Not swapping would cause the OOM killer to kill random processes. That also is a DoS attack vector. Every OOM situation is. There is no way to recover from this.
I think it's really a trade-off. With swappiness=0 a random process is killed, which could well reduce the amount of protection that IPFire is giving you. With swappiness=1 there's a longer pause while swapping is carried out (the OOM killer also takes time), but the amount of protection stays the same. Note that with swappiness=0 we could also set oom_kill_allocating_task to kill the task that triggers the event;this would be quicker but still potentially leads to a loss of protection.
Which is preferable probably depends on what you're protecting. If you're protecting the IPFire source, the nightmare scenario is someone installing a backdoor in the code under the cover of a DOS attack - so you'd likely prefer swappiness=1. If you're protecting a home network that's mainly used for gaming, you may well decide that increased risk with swappiness=0 is acceptable.
Obviously, this only applies to a one off instance of swapping if your system is swapping continually, then you need more memory as Michael says below.
(c) How does the kernel treat anonymous pages after changing this setting?
Anonymous pages?
The system can swap out pages of executable code - this just requires marking the page as unused since if it's needed again it can just be reloaded from the file on disk, or data. Data pages are known as anonymous whereas program pages can be considered to have the name of the executable.
I don't think that setting swappiness=1 affects this. The kernel will try to swap out pages that it thinks are least likely to be needed; if these are anonymous pages they get written to the swap file, otherwise they're just freed.
However, these might be academic threats since the overall issue is already discussed in https://bugzilla.ipfire.org/show_bug.cgi?id=11839 . Just some comments from my side... :-)
Not really. I guess what we really want is 1 here. There is usually no reason for the firewall to swap. That only happens for the proxy or IDS (or an application with a massive memory leak). Usually that can be configured away or the amount of RAM in the machine has to be upgraded.
As long as there is enough memory available, we want to keep everything in memory. There is no point in swapping out the IDS ruleset or proxy cache in memory. We only will do this to keep the system alive if there is a peak in memory usage and that is what vm.swappiness=1 is doing from my POV.
Best, -Michael
In my scenario I've got a script that downloads IDS rules, assesses and the applies the changes, runs snort -T to check that the updated rule files are OK and then tells the running instances of Snort to re-read the rules. Its peak memory usage (during snort -T) is around 500MB. I'm happy for the system to swap when it's doing this, even if it does slow things down (mind you, the downloading of a almost 100MB set of rules will slow traffic over the red interface anyway).

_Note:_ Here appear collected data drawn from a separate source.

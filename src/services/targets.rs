//! Builds the ordered target list from command-line arguments.
//!
//! Order matters: the retry cache is keyed by position in this list, so the
//! same inputs must always produce the same sequence. Folder contents are
//! therefore sorted by file name.

use std::path::{Path, PathBuf};
use thiserror::Error;
use tokio::fs;
use tracing::debug;

use crate::domain::models::{Target, TargetKind};

#[derive(Debug, Error)]
pub enum TargetError {
    #[error("Failed to read target list {path}: {source}")]
    ListRead {
        path: PathBuf,
        #[source]
        source: std::io::Error,
    },

    #[error("Target list {path} must be a JSON array of strings: {source}")]
    ListFormat {
        path: PathBuf,
        #[source]
        source: serde_json::Error,
    },

    #[error("Failed to scan folder {path}: {source}")]
    FolderRead {
        path: PathBuf,
        #[source]
        source: std::io::Error,
    },

    #[error("Nothing to mint: no targets were given")]
    Empty,
}

/// Decide whether `arg` names a remote URI or a local path
///
/// Anything that parses as a URL with a scheme longer than one character
/// is a URI; the length check keeps Windows drive letters (`C:\...`) local.
pub fn classify(arg: &str) -> TargetKind {
    match reqwest::Url::parse(arg) {
        Ok(url) if url.scheme().len() > 1 && url.scheme() != "file" => TargetKind::Uri,
        _ => TargetKind::File,
    }
}

/// Resolve positional arguments followed by the entries of `list_file`
pub async fn resolve_targets(
    args: &[String],
    list_file: Option<&Path>,
) -> Result<Vec<Target>, TargetError> {
    let mut inputs: Vec<String> = args.to_vec();
    if let Some(path) = list_file {
        inputs.extend(read_list_file(path).await?);
    }

    let mut targets = Vec::with_capacity(inputs.len());
    for input in inputs {
        expand_input(&input, &mut targets).await?;
    }

    if targets.is_empty() {
        return Err(TargetError::Empty);
    }

    debug!(count = targets.len(), "targets resolved");
    Ok(targets)
}

/// Read a JSON array of target strings
pub async fn read_list_file(path: &Path) -> Result<Vec<String>, TargetError> {
    let content = fs::read_to_string(path)
        .await
        .map_err(|source| TargetError::ListRead {
            path: path.to_path_buf(),
            source,
        })?;

    serde_json::from_str(&content).map_err(|source| TargetError::ListFormat {
        path: path.to_path_buf(),
        source,
    })
}

async fn expand_input(input: &str, targets: &mut Vec<Target>) -> Result<(), TargetError> {
    if classify(input) == TargetKind::Uri {
        targets.push(Target::uri(input));
        return Ok(());
    }

    let path = Path::new(input);
    let is_dir = fs::metadata(path).await.is_ok_and(|m| m.is_dir());
    if !is_dir {
        targets.push(Target::file(input));
        return Ok(());
    }

    for file in scan_folder(path).await? {
        targets.push(Target::file(file.display().to_string()));
    }
    Ok(())
}

/// Regular files directly inside `dir`, sorted by file name
async fn scan_folder(dir: &Path) -> Result<Vec<PathBuf>, TargetError> {
    let read_err = |source| TargetError::FolderRead {
        path: dir.to_path_buf(),
        source,
    };

    let mut entries = fs::read_dir(dir).await.map_err(read_err)?;
    let mut files = Vec::new();
    while let Some(entry) = entries.next_entry().await.map_err(read_err)? {
        let file_type = entry.file_type().await.map_err(read_err)?;
        if file_type.is_file() {
            files.push(entry.path());
        }
    }

    files.sort_by(|a, b| a.file_name().cmp(&b.file_name()));
    debug!(folder = %dir.display(), count = files.len(), "folder scanned");
    Ok(files)
}
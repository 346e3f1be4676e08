use async_trait::async_trait;
use serde::{Deserialize, Serialize};

use crate::domain::models::{NftMetadata, Wallet};

/// Error type for calls into the minting collaborator
#[derive(Debug, thiserror::Error)]
pub enum GatewayError {
    #[error("Request failed: {0}")]
    Http(#[from] reqwest::Error),

    #[error("Unexpected HTTP status {status} from {url}")]
    Status { status: u16, url: String },

    #[error("RPC error {code}: {message}")]
    Rpc { code: i64, message: String },

    #[error("Malformed response: {0}")]
    InvalidResponse(String),

    #[error("Unsupported URI: {0}")]
    UnsupportedUri(String),
}

/// Identifiers produced by a successful mint
#[derive(Debug, Clone, PartialEq, Eq, Serialize, Deserialize)]
#[serde(rename_all = "camelCase")]
pub struct MintReceipt {
    /// Transaction signature
    pub tx_id: String,
    /// Address of the newly created mint account
    pub mint: String,
    /// Address of the metadata account
    pub metadata: String,
}

/// Connection and signer handed to every mint call
#[derive(Debug, Clone)]
pub struct MintContext {
    pub rpc_url: String,
    pub wallet: Wallet,
}

/// Fetches off-chain metadata for a URI
#[async_trait]
pub trait MetadataSource: Send + Sync {
    /// Look up the metadata document served at `uri`
    ///
    /// # Returns
    /// * `Ok(NftMetadata)` - the parsed (not yet validated) document
    /// * `Err(GatewayError)` - the document could not be fetched or parsed
    async fn lookup_metadata(&self, uri: &str) -> Result<NftMetadata, GatewayError>;
}

/// Creates an NFT from a metadata URI
#[async_trait]
pub trait NftMinter: Send + Sync {
    /// Mint one NFT whose metadata lives at `uri`
    ///
    /// A call either returns all three identifiers or fails as a whole;
    /// there is no partial success.
    async fn mint_nft(&self, ctx: &MintContext, uri: &str) -> Result<MintReceipt, GatewayError>;
}
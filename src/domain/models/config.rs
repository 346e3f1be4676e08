use serde::{Deserialize, Serialize};
use std::collections::BTreeMap;
use std::fmt;
use std::path::PathBuf;
use std::str::FromStr;

/// Named network environments a mint run can target
#[derive(Debug, Clone, Copy, PartialEq, Eq, Hash)]
pub enum Environment {
    MainnetBeta,
    Devnet,
    Testnet,
    Localnet,
}

impl Environment {
    /// All known environments, in display order
    pub const ALL: [Self; 4] = [Self::MainnetBeta, Self::Devnet, Self::Testnet, Self::Localnet];

    /// Canonical name used in the config file and on the command line
    pub const fn as_str(self) -> &'static str {
        match self {
            Self::MainnetBeta => "mainnet-beta",
            Self::Devnet => "devnet",
            Self::Testnet => "testnet",
            Self::Localnet => "localnet",
        }
    }

    /// Well-known public endpoint, used when no URL is configured
    pub const fn default_rpc_url(self) -> &'static str {
        match self {
            Self::MainnetBeta => "https://api.mainnet-beta.solana.com",
            Self::Devnet => "https://api.devnet.solana.com",
            Self::Testnet => "https://api.testnet.solana.com",
            Self::Localnet => "http://127.0.0.1:8899",
        }
    }

    fn allowed() -> String {
        Self::ALL.iter().map(|e| e.as_str()).collect::<Vec<_>>().join(", ")
    }
}

impl fmt::Display for Environment {
    fn fmt(&self, f: &mut fmt::Formatter<'_>) -> fmt::Result {
        f.write_str(self.as_str())
    }
}

impl FromStr for Environment {
    type Err = String;

    fn from_str(s: &str) -> Result<Self, Self::Err> {
        Self::ALL
            .into_iter()
            .find(|env| env.as_str() == s)
            .ok_or_else(|| format!("unknown environment '{s}' (expected one of: {})", Self::allowed()))
    }
}

/// Log severities accepted in the config file
#[derive(Debug, Clone, Copy, PartialEq, Eq, Default)]
pub enum LogLevel {
    Trace,
    Debug,
    #[default]
    Info,
    Warn,
    Error,
}

impl LogLevel {
    /// All levels, most verbose first
    pub const ALL: [Self; 5] = [Self::Trace, Self::Debug, Self::Info, Self::Warn, Self::Error];

    /// Lowercase name as written in the config file
    pub const fn as_str(self) -> &'static str {
        match self {
            Self::Trace => "trace",
            Self::Debug => "debug",
            Self::Info => "info",
            Self::Warn => "warn",
            Self::Error => "error",
        }
    }
}

impl fmt::Display for LogLevel {
    fn fmt(&self, f: &mut fmt::Formatter<'_>) -> fmt::Result {
        f.write_str(self.as_str())
    }
}

impl FromStr for LogLevel {
    type Err = String;

    fn from_str(s: &str) -> Result<Self, Self::Err> {
        let lowered = s.to_lowercase();
        Self::ALL.into_iter().find(|l| l.as_str() == lowered).ok_or_else(|| {
            format!(
                "unknown log level '{s}' (expected one of: {})",
                Self::ALL.iter().map(|l| l.as_str()).collect::<Vec<_>>().join(", ")
            )
        })
    }
}

/// Contents of the persisted JSON config file
///
/// Enumerated values are kept as raw strings here and parsed during
/// resolution, so a bad value surfaces as a config error naming the
/// accepted set rather than a deserialization failure.
#[derive(Debug, Clone, PartialEq, Eq, Serialize, Deserialize)]
#[serde(rename_all = "camelCase")]
pub struct PersistedConfig {
    /// Selected network environment
    #[serde(default, skip_serializing_if = "Option::is_none")]
    pub env: Option<String>,

    /// Log verbosity
    #[serde(default, skip_serializing_if = "Option::is_none")]
    pub log_level: Option<String>,

    /// Path to the signing keypair file
    #[serde(default, skip_serializing_if = "Option::is_none")]
    pub keypair: Option<PathBuf>,

    /// Endpoint URL keyed by environment name
    #[serde(default)]
    pub rpc_url: BTreeMap<String, String>,
}

impl PersistedConfig {
    /// Endpoint configured for `env`, if any
    pub fn rpc_url_for(&self, env: Environment) -> Option<&str> {
        self.rpc_url.get(env.as_str()).map(String::as_str)
    }
}

impl Default for PersistedConfig {
    fn default() -> Self {
        Self {
            env: Some(Environment::Devnet.to_string()),
            log_level: Some(LogLevel::Info.to_string()),
            keypair: None,
            rpc_url: BTreeMap::new(),
        }
    }
}

/// Values supplied on the command line; each one wins over the config file
#[derive(Debug, Clone, Default)]
pub struct ConfigOverrides {
    pub config_path: Option<PathBuf>,
    pub keypair: Option<PathBuf>,
    pub rpc_url: Option<String>,
    pub log_level: Option<LogLevel>,
    pub env: Option<Environment>,
}

/// Fully resolved execution parameters for one run
#[derive(Debug, Clone, PartialEq, Eq)]
pub struct ConfigContext {
    pub env: Environment,
    pub rpc_url: String,
    pub keypair_path: PathBuf,
    pub log_level: LogLevel,
}
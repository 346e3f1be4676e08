//! HTTP adapter for the minting collaborator

pub mod client;

pub use client::{GatewayConfig, HttpNftGateway, MINT_METHOD};
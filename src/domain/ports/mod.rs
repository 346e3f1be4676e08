//! Port trait definitions (Hexagonal Architecture)
//!
//! The batch processor only talks to the outside world through these
//! traits:
//! - MetadataSource: fetch off-chain metadata for a URI
//! - NftMinter: submit a mint for a metadata URI
//!
//! `infrastructure::gateway` provides the HTTP implementation; tests supply
//! scripted ones.

pub mod nft_client;

pub use nft_client::{GatewayError, MetadataSource, MintContext, MintReceipt, NftMinter};
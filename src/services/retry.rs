use std::fmt::Display;
use std::future::Future;
use std::time::Duration;
use tokio::time::sleep;
use tracing::{debug, warn};

/// Attempts per target when retrying is enabled
pub const DEFAULT_MAX_ATTEMPTS: u32 = 5;

/// Pause between two attempts at the same target
pub const DEFAULT_RETRY_DELAY: Duration = Duration::from_millis(2000);

/// Bounded retry with a fixed pause between attempts
#[derive(Debug, Clone, Copy, PartialEq, Eq)]
pub struct RetryPolicy {
    /// Total attempts, including the first
    max_attempts: u32,
    /// Fixed delay between attempts
    delay: Duration,
}

/// Returned when every attempt failed
#[derive(Debug)]
pub struct RetryExhausted<E> {
    pub attempts: u32,
    pub last_error: E,
}

impl RetryPolicy {
    /// Five attempts, two seconds apart
    pub const fn enabled() -> Self {
        Self {
            max_attempts: DEFAULT_MAX_ATTEMPTS,
            delay: DEFAULT_RETRY_DELAY,
        }
    }

    /// A single attempt
    pub const fn disabled() -> Self {
        Self {
            max_attempts: 1,
            delay: DEFAULT_RETRY_DELAY,
        }
    }

    /// Policy for the `--no-retry` flag
    pub const fn from_flag(no_retry: bool) -> Self {
        if no_retry {
            Self::disabled()
        } else {
            Self::enabled()
        }
    }

    /// Override the attempt bound (at least one attempt is always made)
    #[must_use]
    pub fn with_max_attempts(mut self, max_attempts: u32) -> Self {
        self.max_attempts = max_attempts.max(1);
        self
    }

    /// Override the pause between attempts
    #[must_use]
    pub const fn with_delay(mut self, delay: Duration) -> Self {
        self.delay = delay;
        self
    }

    pub const fn max_attempts(&self) -> u32 {
        self.max_attempts
    }

    pub const fn delay(&self) -> Duration {
        self.delay
    }

    /// Run `operation` until it succeeds or the attempt bound is reached
    ///
    /// The closure receives the 1-based attempt number. Each failure is
    /// logged at warn level; the policy sleeps between attempts but not
    /// after the last one.
    pub async fn execute<F, Fut, T, E>(&self, mut operation: F) -> Result<T, RetryExhausted<E>>
    where
        F: FnMut(u32) -> Fut,
        Fut: Future<Output = Result<T, E>>,
        E: Display,
    {
        let mut attempt = 1;

        loop {
            match operation(attempt).await {
                Ok(result) => {
                    if attempt > 1 {
                        debug!(attempt, "operation succeeded after retry");
                    }
                    return Ok(result);
                }
                Err(err) => {
                    warn!(
                        attempt,
                        max_attempts = self.max_attempts,
                        error = %err,
                        "attempt failed"
                    );

                    if attempt >= self.max_attempts {
                        return Err(RetryExhausted {
                            attempts: attempt,
                            last_error: err,
                        });
                    }

                    sleep(self.delay).await;
                    attempt += 1;
                }
            }
        }
    }
}

impl Default for RetryPolicy {
    fn default() -> Self {
        Self::enabled()
    }
}
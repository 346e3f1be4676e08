use super::config::{LogConfig, LogFormat};
use std::io;
use tracing::level_filters::LevelFilter;
use tracing::Level;
use tracing_appender::non_blocking::WorkerGuard;
use tracing_appender::rolling;
use tracing_subscriber::layer::SubscriberExt;
use tracing_subscriber::util::SubscriberInitExt;
use tracing_subscriber::{EnvFilter, Layer, Registry};

use crate::domain::models::LogLevel;

type BoxedLayer = Box<dyn Layer<Registry> + Send + Sync>;

/// Logger implementation using tracing
pub struct LoggerImpl {
    _guard: Option<WorkerGuard>,
}

impl LoggerImpl {
    /// Install the process-wide subscriber
    ///
    /// Logs always go to stderr so command output on stdout stays
    /// machine-readable. When `log_dir` is set a daily-rotated JSON file is
    /// written as well; keep the returned value alive for the whole run so
    /// buffered lines are flushed.
    ///
    /// If a subscriber is already installed (tests, repeated calls) the
    /// existing one is kept.
    pub fn init(config: &LogConfig) -> Self {
        let level = to_tracing_level(config.level);
        let mut layers: Vec<BoxedLayer> = Vec::new();

        let stderr_layer = match config.format {
            LogFormat::Json => tracing_subscriber::fmt::layer()
                .json()
                .with_writer(io::stderr)
                .with_target(true)
                .with_current_span(true)
                .with_filter(env_filter(level))
                .boxed(),
            LogFormat::Pretty => tracing_subscriber::fmt::layer()
                .compact()
                .with_writer(io::stderr)
                .with_target(false)
                .with_filter(env_filter(level))
                .boxed(),
        };
        layers.push(stderr_layer);

        let guard = config.log_dir.as_ref().map(|log_dir| {
            let file_appender = rolling::daily(log_dir, "batchmint.log");
            let (non_blocking_file, guard) = tracing_appender::non_blocking(file_appender);

            layers.push(
                tracing_subscriber::fmt::layer()
                    .json()
                    .with_writer(non_blocking_file)
                    .with_ansi(false)
                    .with_target(true)
                    .with_file(true)
                    .with_line_number(true)
                    .with_filter(env_filter(level))
                    .boxed(),
            );
            guard
        });

        match tracing_subscriber::registry().with(layers).try_init() {
            Ok(()) => tracing::debug!(
                level = %config.level,
                format = ?config.format,
                file_output = config.log_dir.is_some(),
                "logger initialized"
            ),
            Err(err) => tracing::debug!(error = %err, "logger already initialized"),
        }

        Self { _guard: guard }
    }
}

fn env_filter(level: Level) -> EnvFilter {
    EnvFilter::builder()
        .with_default_directive(LevelFilter::from_level(level).into())
        .from_env_lossy()
}

/// Map the configured severity to a tracing level
pub const fn to_tracing_level(level: LogLevel) -> Level {
    match level {
        LogLevel::Trace => Level::TRACE,
        LogLevel::Debug => Level::DEBUG,
        LogLevel::Info => Level::INFO,
        LogLevel::Warn => Level::WARN,
        LogLevel::Error => Level::ERROR,
    }
}
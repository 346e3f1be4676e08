//! Error taxonomy for a mint run.
//!
//! `BatchError` aborts the whole run. `ItemError` is recorded against a
//! single target and processing moves on.

use thiserror::Error;

use crate::domain::ports::GatewayError;

/// Errors that stop the run immediately
#[derive(Debug, Error)]
pub enum BatchError {
    #[error("Minting from local files is not supported: {0}")]
    FileTargetUnsupported(String),

    #[error("Failed to write checkpoint: {0}")]
    Checkpoint(String),
}

/// Per-target failures, stored in the result's `error` field
#[derive(Debug, Error)]
pub enum ItemError {
    /// The metadata document could not be fetched; no mint was attempted
    #[error("Metadata lookup failed: {0}")]
    MetadataUnavailable(#[source] GatewayError),

    /// The metadata document was fetched but rejected; no mint was attempted
    #[error("Invalid metadata")]
    InvalidMetadata { reason: String },

    /// Every mint attempt failed
    #[error("Mint failed")]
    MintFailed { attempts: u32, last_error: String },
}

impl ItemError {
    /// True when the item never reached the mint step
    pub const fn is_resolution_failure(&self) -> bool {
        matches!(self, Self::MetadataUnavailable(_) | Self::InvalidMetadata { .. })
    }
}
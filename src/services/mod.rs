pub mod batch_processor;
pub mod retry;
pub mod targets;

pub use batch_processor::{BatchProcessor, BatchReport};
pub use retry::{RetryExhausted, RetryPolicy};
pub use targets::{resolve_targets, TargetError};
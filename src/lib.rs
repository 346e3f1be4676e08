//! Batchmint - resumable batch NFT minting
//!
//! Batchmint reads NFT metadata targets (URIs, files or folders), mints one
//! NFT per target through an external minting endpoint, and records every
//! outcome in a checkpoint file so an interrupted or partially failed run
//! can be resumed without minting anything twice.
//!
//! # Architecture
//!
//! This crate follows Clean Architecture / Hexagonal Architecture principles:
//!
//! - **Domain Layer** (`domain`): Targets, results, the retry cache and the collaborator ports
//! - **Service Layer** (`services`): Target resolution, retry policy, the batch processor
//! - **Infrastructure Layer** (`infrastructure`): Config, logging, checkpoints, keypairs, HTTP gateway
//! - **CLI Layer** (`cli`): Command-line interface
//!
//! # Example
//!
//! ```ignore
//! use std::sync::Arc;
//! use batchmint::{BatchProcessor, HttpNftGateway, RetryPolicy};
//!
//! let gateway = Arc::new(HttpNftGateway::new()?);
//! let processor = BatchProcessor::new(gateway.clone(), gateway, RetryPolicy::enabled());
//! let report = processor.run(&ctx, targets, cache).await?;
//! println!("{} error(s)", report.errors());
//! ```

pub mod cli;
pub mod domain;
pub mod infrastructure;
pub mod services;

// Re-export commonly used types for convenience
pub use domain::errors::{BatchError, ItemError};
pub use domain::models::{
    ConfigContext, ConfigOverrides, Environment, LogLevel, MintResult, NftMetadata,
    PersistedConfig, RetryCache, Target, TargetKind, Wallet,
};
pub use domain::ports::{GatewayError, MetadataSource, MintContext, MintReceipt, NftMinter};
pub use infrastructure::checkpoint::CheckpointStore;
pub use infrastructure::config::{ConfigError, ConfigLoader, ConfigStore};
pub use infrastructure::gateway::HttpNftGateway;
pub use services::{BatchProcessor, BatchReport, RetryPolicy};
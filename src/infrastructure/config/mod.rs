//! Configuration management infrastructure
//!
//! Hierarchical configuration using figment:
//! - JSON file loading, created with defaults on first use
//! - Command-line overrides
//! - Validation of enumerated values and endpoint URLs
//! - `config get|set|list` editing

pub mod loader;
pub mod store;

pub use loader::{default_config_path, ConfigError, ConfigLoader};
pub use store::{ConfigKey, ConfigStore};
pub mod config;
pub mod metadata;
pub mod mint_result;
pub mod target;
pub mod wallet;

pub use config::{ConfigContext, ConfigOverrides, Environment, LogLevel, PersistedConfig};
pub use metadata::NftMetadata;
pub use mint_result::{MintResult, RetryCache};
pub use target::{Target, TargetKind};
pub use wallet::Wallet;
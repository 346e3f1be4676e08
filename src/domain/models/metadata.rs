use serde::{Deserialize, Serialize};
use serde_json::{Map, Value};

/// Longest display name the token metadata program accepts
pub const MAX_NAME_LENGTH: usize = 32;

/// Longest symbol the token metadata program accepts
pub const MAX_SYMBOL_LENGTH: usize = 10;

/// Royalties are expressed in basis points, so 100% is the ceiling
pub const MAX_SELLER_FEE_BASIS_POINTS: u16 = 10_000;

/// Off-chain NFT metadata document served at a target URI
#[derive(Debug, Clone, PartialEq, Serialize, Deserialize)]
pub struct NftMetadata {
    #[serde(default)]
    pub name: String,

    #[serde(default)]
    pub symbol: String,

    #[serde(default, skip_serializing_if = "Option::is_none")]
    pub description: Option<String>,

    #[serde(default, skip_serializing_if = "Option::is_none")]
    pub image: Option<String>,

    #[serde(default, skip_serializing_if = "Option::is_none")]
    pub seller_fee_basis_points: Option<u16>,

    #[serde(default, skip_serializing_if = "Vec::is_empty")]
    pub attributes: Vec<Value>,

    #[serde(default, skip_serializing_if = "Option::is_none")]
    pub properties: Option<Value>,

    /// Fields this tool does not interpret, kept verbatim
    #[serde(flatten)]
    pub extra: Map<String, Value>,
}

impl NftMetadata {
    /// Check the fields a mint cannot proceed without
    ///
    /// Returns a short reason on failure; callers record the item as
    /// invalid without minting.
    pub fn validate(&self) -> Result<(), String> {
        let name = self.name.trim();
        if name.is_empty() {
            return Err("name is empty".to_string());
        }
        if name.chars().count() > MAX_NAME_LENGTH {
            return Err(format!("name exceeds {MAX_NAME_LENGTH} characters"));
        }
        if self.symbol.chars().count() > MAX_SYMBOL_LENGTH {
            return Err(format!("symbol exceeds {MAX_SYMBOL_LENGTH} characters"));
        }
        if let Some(fee) = self.seller_fee_basis_points {
            if fee > MAX_SELLER_FEE_BASIS_POINTS {
                return Err(format!(
                    "seller_fee_basis_points {fee} exceeds {MAX_SELLER_FEE_BASIS_POINTS}"
                ));
            }
        }
        Ok(())
    }
}

#[cfg(test)]
mod tests {
    use super::*;

    fn metadata(json: Value) -> NftMetadata {
        serde_json::from_value(json).unwrap()
    }

    #[test]
    fn test_valid_metadata() {
        let meta = metadata(serde_json::json!({
            "name": "Cosmic Cat #1",
            "symbol": "CCAT",
            "image": "https://example.org/1.png",
            "seller_fee_basis_points": 500,
            "collection": { "name": "Cosmic Cats" }
        }));

        assert!(meta.validate().is_ok());
        assert!(meta.extra.contains_key("collection"));
    }

    #[test]
    fn test_missing_name_is_invalid() {
        let meta = metadata(serde_json::json!({ "symbol": "CCAT" }));
        assert_eq!(meta.validate().unwrap_err(), "name is empty");
    }

    #[test]
    fn test_long_name_is_invalid() {
        let meta = metadata(serde_json::json!({ "name": "x".repeat(33) }));
        assert!(meta.validate().unwrap_err().contains("name exceeds"));
    }

    #[test]
    fn test_long_symbol_is_invalid() {
        let meta = metadata(serde_json::json!({ "name": "ok", "symbol": "TOOLONGSYMBOL" }));
        assert!(meta.validate().unwrap_err().contains("symbol"));
    }

    #[test]
    fn test_royalty_over_100_percent_is_invalid() {
        let meta = metadata(serde_json::json!({ "name": "ok", "seller_fee_basis_points": 10_001 }));
        assert!(meta.validate().is_err());
    }
}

With swappiness=0 I would get the OOM killer triggered (it would usually kill one of the snort instances). Since setting swappiness=1 this doesn't happen any more, and my swap partition usage has stayed at 0. From my point of view, everything is behaving correctly.
It's a pity that the WUI doesn't include a graph of swap rate alongside the swap usage graph - it would be useful for this discussion.
Best regards,
Tim
Thanks, and best regards, Peter Müller
Signed-off-by: Tim FitzGeorge <ipfr at tfitzgeorge.me.uk> Fixes: Bug 11839
config/etc/sysctl.conf | 2 +- 1 file changed, 1 insertion(+), 1 deletion(-)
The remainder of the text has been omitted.